– Does the business operate in a country with defined property rights, bankruptcy courts, rule of law, and a population that actively participate in some form of competitive capitalism?

– Is the 10 year Treasury note yield below 10%?


– Is a firm grasp on the industry value chain understood? Do you really understand the reputations, suppliers, producers, dumb money players, bargaining power etc. (SWOT)?

– Does the industry have a history of creating wealth for shareholders?

– Has the industry produced dynastic wealth?

– Does the industry rely on government dollars for their returns? Do they deserve the returns the government is providing/sponsoring/endorsing?

– Does the industry have stable market share? Is there a history of dramatic shifts in market share? Why?

– Is the industry growing with or at a multiple of world output or home country GDP?


– Does the company provide a good or service at the current price points that is either unable to be replicated, or irreplaceable/perceived as irreplaceable by their customers?

– Do the customers hate being forced to consume or use the product? Why or why not do the customers hate or love using the product?

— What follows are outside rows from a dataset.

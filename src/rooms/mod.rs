//! Room state: membership, action log, and chat history.
//!
//! A room is one unit of mutual exclusion. The registry hands out
//! `Arc<Mutex<Room>>` entries; every mutation of a room — join, leave,
//! append, clear, chat — happens under that room's lock, so events within
//! a room apply in one total order while distinct rooms never contend.

pub mod action;
pub mod log;
pub mod presence;
pub mod registry;
pub mod routes;

use std::collections::VecDeque;

use chrono::{DateTime, Utc};
use serde::{Deserialize, Serialize};

use crate::rooms::action::Action;
use crate::rooms::log::ActionLog;
use crate::rooms::presence::{Member, Roster, RosterEntry};

/// Most recent chat messages kept per room for replay to new joiners.
pub const CHAT_HISTORY_LIMIT: usize = 50;

/// A chat message with server-assigned id, identity, and timestamp.
#[derive(Debug, Clone, Serialize, Deserialize)]
#[serde(rename_all = "camelCase")]
pub struct ChatMessage {
    pub message_id: String,
    pub user_id: String,
    pub username: String,
    pub message: String,
    pub timestamp: DateTime<Utc>,
}

/// Replay bundle returned to a joining connection.
#[derive(Debug)]
pub struct JoinReplay {
    pub actions: Vec<Action>,
    pub chat_history: Vec<ChatMessage>,
    pub roster: Vec<RosterEntry>,
    /// False when the userId was already a member (rebinding join).
    pub newly_added: bool,
}

#[derive(Debug)]
pub struct Room {
    pub room_id: String,
    pub name: String,
    pub roster: Roster,
    pub log: ActionLog,
    chat: VecDeque<ChatMessage>,
    pub created_at: DateTime<Utc>,
    pub last_modified: DateTime<Utc>,
}

impl Room {
    pub fn new(room_id: String, name: String) -> Self {
        let now = Utc::now();
        Self {
            room_id,
            name,
            roster: Roster::new(),
            log: ActionLog::new(),
            chat: VecDeque::new(),
            created_at: now,
            last_modified: now,
        }
    }

    /// Add a member (idempotent per userId) and return the replay bundle:
    /// current action log, bounded chat history, and the updated roster.
    pub fn join(&mut self, member: Member) -> JoinReplay {
        let newly_added = self.roster.join(member);
        JoinReplay {
            actions: self.log.snapshot(),
            chat_history: self.chat_history(),
            roster: self.roster.snapshot(),
            newly_added,
        }
    }

    /// Append a chat message, evicting the oldest beyond the history bound.
    pub fn push_chat(&mut self, message: ChatMessage) {
        self.chat.push_back(message);
        while self.chat.len() > CHAT_HISTORY_LIMIT {
            self.chat.pop_front();
        }
    }

    pub fn chat_history(&self) -> Vec<ChatMessage> {
        self.chat.iter().cloned().collect()
    }

    pub fn touch(&mut self) {
        self.last_modified = Utc::now();
    }
}

#[cfg(test)]
mod tests {
    use super::*;

    fn message(n: usize) -> ChatMessage {
        ChatMessage {
            message_id: format!("msg_{n}"),
            user_id: "user_1".to_string(),
            username: "alice".to_string(),
            message: format!("hello {n}"),
            timestamp: Utc::now(),
        }
    }

    #[test]
    fn chat_history_is_bounded_to_most_recent() {
        let mut room = Room::new("room_test_1".to_string(), "Test".to_string());
        for n in 0..CHAT_HISTORY_LIMIT + 10 {
            room.push_chat(message(n));
        }
        let history = room.chat_history();
        assert_eq!(history.len(), CHAT_HISTORY_LIMIT);
        assert_eq!(history[0].message_id, "msg_10");
        assert_eq!(
            history.last().unwrap().message_id,
            format!("msg_{}", CHAT_HISTORY_LIMIT + 9)
        );
    }

    #[test]
    fn join_returns_current_state() {
        let mut room = Room::new("room_test_2".to_string(), "Test".to_string());
        room.push_chat(message(1));
        let (tx, _rx) = tokio::sync::mpsc::unbounded_channel();
        let replay = room.join(Member {
            user_id: "user_1".to_string(),
            username: "alice".to_string(),
            joined_at: Utc::now(),
            connection_id: "conn_1".to_string(),
            sender: tx,
        });
        assert!(replay.newly_added);
        assert!(replay.actions.is_empty());
        assert_eq!(replay.chat_history.len(), 1);
        assert_eq!(replay.roster.len(), 1);
    }
}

– Is the business insulated from the competitive forces of capitalism? Are you comfortable with the assessment of insulation from competition for at least the next 10 years?

-How is the business insulated from competitive capitalism? Why won’t the company’s customers stop buying their product?

-Does the management team know how to compete? Do they have a reputable background and understand their role in their value chain?

– Are you comfortable with the capital structure of the firm? Would there be more than 1 active bidder for the assets in a bankruptcy?

– Are you confident that the revenues are able to be predicted? Why? (Recurring revenue, captive customers, high switching costs, lowers user search costs etc.)

Entry Point:

– Historical case studies are the best way to identify something attractive, be familiar with your industry and understand that these things tend to repeat or come up again and again, most of the time you just have to be patient:

1.) The company has encountered temporary macro or operational issues or is transitioning from a growth phase to maturity. The current price of the firm provides a next-twelve-month or T+2 8–10% earning power yield to the equity holders. The company is bought because the investor believes that despite the current issues, the company and industry are capable of reinvesting capital to create an earnings growth reinvesting capitalrate with nominal world product and distributing the rest.

2.) An asset in a given industry has either emerged from bankruptcy, been spun out, dealt with some legal action, done a transformative M&A transaction, removed a malicious management team or a bad product segment etc. to create a situation where it is dramatically under-earning. The market prices in the next-twelve-month of growth rather than the total step-function growth of an asset transitioning from under-earning into earning the return it deserves.